Как-то, придя со смены, Настя застала Нину, укладывающей вещи в чемодан.
– Ты куда это собираешься, дочка? – тревога стиснула сердце.
– Мамочка, ты только не волнуйся, я уезжаю по комсомольской путёвке.
– На фронт? – выдохнула Настя.
– Нет, меня отправляют в распоряжение ЦК комсомола Белоруссии. У меня уже все документы оформлены.
– Так там же сейчас самые тяжелые бои! Что же ты, восемнадцатилетняя девчушка, делать там будешь?
– То же, что и другие. В командировочном предписании сказано: «на восстановление народного хозяйства в освобождённых районах».
– А вдруг фашисты перейдут в наступление, окажешься на фронте, или того хуже…
– Не перейдут! Наши их знаешь, как гонят!
– А как же институт, учёба? – Настя цеплялась за каждый довод.
– Потом, мамочка, это после войны. Вот вернусь и обязательно порадую тебя дипломом. Да ты не беспокойся, какая уехала, такая и вернусь, обещаю!
Настя поняла, что спорить с дочкой бесполезно, внешность Нине досталась отцовская – черноглазая смуглянка, а характер её, Настин, упрямый. Уж если что решила – не своротишь.
Нина уехала на следующий день поездом до Брянска. Дальше ей предстояло добираться самостоятельно, на попутках, до Гомеля. Проводив её, Настя вернулась в опустевшую комнату, долго сидела без сил, полная тревожных мыслей. И потянулись дни ожидания весточек. Нина писала коротенькие письма, но часто, как и обещала. Жизнь постепенно вошла в новое русло.
Прошли октябрьские праздники. Настю за ударный труд наградили ценным подарком – куском мануфактуры, он сразу пошёл в дело – на новое платье для Лили.
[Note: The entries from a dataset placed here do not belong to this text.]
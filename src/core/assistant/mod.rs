//! Text command loop.
//!
//! Each input line is matched against a few keyword patterns; nothing smarter.

use std::io::Write;

use crate::core::opener::Failure;
use crate::core::routine::RoutineEngine;
use crate::core::security;

/// Words that end the loop when they appear anywhere in a line.
const EXIT_WORDS: [&str; 3] = ["exit", "quit", "stop"];

/// A parsed input line.
#[derive(Debug, Clone, PartialEq, Eq)]
pub enum Command {
    Exit,
    /// The line contains a blocked phrase.
    Blocked(String),
    Open { app: String, admin: bool },
    RunRoutine(String),
    ListRoutines,
    Unknown,
}

/// Parse one line. Blank lines yield `None`.
#[must_use]
pub fn parse(line: &str, blocked: &[String]) -> Option<Command> {
    let line = line.split_whitespace().collect::<Vec<_>>().join(" ").to_lowercase();
    if line.is_empty() {
        return None;
    }

    let words: Vec<&str> = line.split(' ').collect();
    if words.iter().any(|w| EXIT_WORDS.contains(w)) || line.contains("close assistant") {
        return Some(Command::Exit);
    }

    if let Some(phrase) = security::blocked_phrase(&line, blocked) {
        return Some(Command::Blocked(phrase.to_string()));
    }

    let (clean, admin) = strip_admin_markers(&words);

    if clean == "list routines" || clean == "show routines" {
        return Some(Command::ListRoutines);
    }
    for prefix in ["run routine", "start routine"] {
        if let Some(name) = after_phrase(&clean, prefix) {
            return Some(Command::RunRoutine(name.to_string()));
        }
    }
    if let Some(app) = after_phrase(&clean, "open") {
        return Some(Command::Open {
            app: app.to_string(),
            admin,
        });
    }

    Some(Command::Unknown)
}

/// Remove "as admin", "as administrator" and a bare "administrator".
fn strip_admin_markers(words: &[&str]) -> (String, bool) {
    let mut kept = Vec::with_capacity(words.len());
    let mut admin = false;
    let mut i = 0;
    while i < words.len() {
        let marker = match words[i..] {
            ["as", "admin" | "administrator", ..] => 2,
            ["administrator", ..] => 1,
            _ => 0,
        };
        if marker == 0 {
            kept.push(words[i]);
            i += 1;
        } else {
            admin = true;
            i += marker;
        }
    }
    (kept.join(" "), admin)
}

/// Text following the first whole-word occurrence of `phrase`.
fn after_phrase<'a>(line: &'a str, phrase: &str) -> Option<&'a str> {
    let mut from = 0;
    while let Some(found) = line[from..].find(phrase) {
        let start = from + found;
        let end = start + phrase.len();
        let starts_word = start == 0 || line[..start].ends_with(' ');
        let ends_word = end == line.len() || line[end..].starts_with(' ');
        if starts_word && ends_word {
            return Some(line[end..].trim());
        }
        from = end;
    }
    None
}

/// Runs the command loop over a routine engine.
#[derive(Debug)]
pub struct Assistant {
    engine: RoutineEngine,
    blocked: Vec<String>,
}

impl Assistant {
    #[must_use]
    pub fn new(engine: RoutineEngine, blocked: Vec<String>) -> Self {
        Self { engine, blocked }
    }

    /// Read commands from `lines` until an exit command or end of input.
    ///
    /// # Errors
    ///
    /// Returns error if writing a reply fails.
    pub fn run<W: Write>(
        &mut self,
        lines: impl IntoIterator<Item = String>,
        out: &mut W,
    ) -> std::io::Result<()> {
        writeln!(out, "Ready.")?;
        for line in lines {
            let Some(command) = parse(&line, &self.blocked) else {
                continue;
            };
            tracing::debug!(?command, "assistant command");
            if command == Command::Exit {
                writeln!(out, "Goodbye!")?;
                return Ok(());
            }
            for reply in self.handle(command) {
                writeln!(out, "{reply}")?;
            }
            out.flush()?;
        }
        Ok(())
    }

    /// Carry out one command, returning the lines to show.
    pub fn handle(&mut self, command: Command) -> Vec<String> {
        match command {
            Command::Exit => vec!["Goodbye!".to_string()],
            Command::Blocked(phrase) => {
                tracing::warn!(phrase = %phrase, "blocked command");
                vec![format!("Blocked: '{phrase}' is not allowed.")]
            }
            Command::Open { app, admin } => self.open(&app, admin),
            Command::RunRoutine(name) => self.run_routine(&name),
            Command::ListRoutines => {
                let names: Vec<String> = self.engine.list().map(|r| format!("  - {}", r.name)).collect();
                if names.is_empty() {
                    vec!["No routines found.".to_string()]
                } else {
                    std::iter::once("Here are your routines:".to_string())
                        .chain(names)
                        .collect()
                }
            }
            Command::Unknown => vec!["Command not recognized".to_string()],
        }
    }

    fn open(&mut self, app: &str, admin: bool) -> Vec<String> {
        match self.engine.opener_mut().open(app, admin) {
            Ok(opened) => {
                let mut replies = vec![if opened.elevated {
                    format!("Opened {} as administrator", opened.name)
                } else {
                    format!("Opened {}", opened.name)
                }];
                if let Some(warning) = opened.persist_warning {
                    replies.push(format!("warning: could not save learned apps: {warning}"));
                }
                replies
            }
            Err(Failure::Rejected) => vec!["Which app should I open?".to_string()],
            Err(Failure::NotFound | Failure::Ambiguous) => vec![format!("Could not find {app}")],
            Err(e) => vec![format!("Could not open {app}: {e}")],
        }
    }

    fn run_routine(&mut self, name: &str) -> Vec<String> {
        let display = match self.engine.get(name) {
            Some(routine) => routine.name.clone(),
            None => return vec![format!("No routine named {name} found.")],
        };

        let outcomes = match self.engine.run(name) {
            Ok(outcomes) => outcomes,
            Err(e) => return vec![e.to_string()],
        };

        let mut replies = vec![format!("Starting routine: {display}")];
        for outcome in outcomes {
            replies.push(match outcome.reason {
                None => format!("  {}: opened", outcome.app_name),
                Some(reason) => format!("  {}: {reason}", outcome.app_name),
            });
        }
        replies
    }
}

#[cfg(test)]
mod tests {
    use super::*;

    fn blocked() -> Vec<String> {
        security::default_blocked()
    }

    fn parsed(line: &str) -> Option<Command> {
        parse(line, &blocked())
    }

    #[test]
    fn exit_words_end_the_loop() {
        assert_eq!(parsed("exit"), Some(Command::Exit));
        assert_eq!(parsed("OK quit now"), Some(Command::Exit));
        assert_eq!(parsed("close assistant"), Some(Command::Exit));
        assert_eq!(parsed("open stopwatch"), Some(Command::Open { app: "stopwatch".into(), admin: false }));
    }

    #[test]
    fn blacklist_is_checked_before_anything_else() {
        assert_eq!(parsed("open format c:"), Some(Command::Blocked("format".into())));
        assert_eq!(parsed("please SHUTDOWN"), Some(Command::Blocked("shutdown".into())));
    }

    #[test]
    fn open_with_admin_markers() {
        assert_eq!(
            parsed("open task manager as admin"),
            Some(Command::Open { app: "task manager".into(), admin: true })
        );
        assert_eq!(
            parsed("Please open  CMD administrator"),
            Some(Command::Open { app: "cmd".into(), admin: true })
        );
        assert_eq!(
            parsed("open notepad as administrator"),
            Some(Command::Open { app: "notepad".into(), admin: true })
        );
        assert_eq!(
            parsed("open administrator tools"),
            Some(Command::Open { app: "tools".into(), admin: true })
        );
        assert_eq!(
            parsed("open vlc as adminer"),
            Some(Command::Open { app: "vlc as adminer".into(), admin: false })
        );
        assert_eq!(
            parsed("open spotify"),
            Some(Command::Open { app: "spotify".into(), admin: false })
        );
    }

    #[test]
    fn routine_commands() {
        assert_eq!(parsed("run routine morning"), Some(Command::RunRoutine("morning".into())));
        assert_eq!(parsed("start routine dev setup"), Some(Command::RunRoutine("dev setup".into())));
        assert_eq!(parsed("list routines"), Some(Command::ListRoutines));
    }

    #[test]
    fn everything_else() {
        assert_eq!(parsed("   "), None);
        assert_eq!(parsed("what time is it"), Some(Command::Unknown));
        assert_eq!(parsed("reopen the door"), Some(Command::Unknown));
    }
}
Вскоре после праздника, в обычный день, Настя, занятая работой, не сразу заметила какую-то суету, возникшую в цехе. Люди, собираясь группками по два-три человека, что-то обсуждали, испуганно ахали. При приближении Насти, замолкали и торопливо расходились. Она поймала за рукав учётчицу Антонину:
– Что случилось? О чём шушукаетесь?
– Да я что? Я ничего не знаю…
– Говори, что знаешь!
– Ну…, люди говорят, что на заводе была ревизия, чегой-то там в документах нашли, подлог какой-то…, растрату. Ну… пришли, значит, за главным бухгалтером милиционеры…
– За Чернышовым?
– Ну… да. Только его нигде нет. А потом нашли на чердаке. Повесился он.
В ушах у Насти зазвенело, предметы вокруг завертелись в хороводе, сливаясь в белую метель.
Похоронили Чернышова тихо, в самом углу кладбища, около забора. На похороны Настя не пошла, не хотела видеть разряженную директоршу продмага. Подошла к холмику, когда разошлись немногочисленные родственники Ивана Михайловича. Присела рядом, погладила свежие комья земли.
– Эх, Ванечка, горемычный ты человек, что же ты наделал?! Недолгой оказалась твоя «красивая жизнь», а цена слишком высокой. Прости, коли в чём была виновата. Покойся с миром. Прощай.
Вот и ещё один могильный холмик на её пути, который уж по счёту?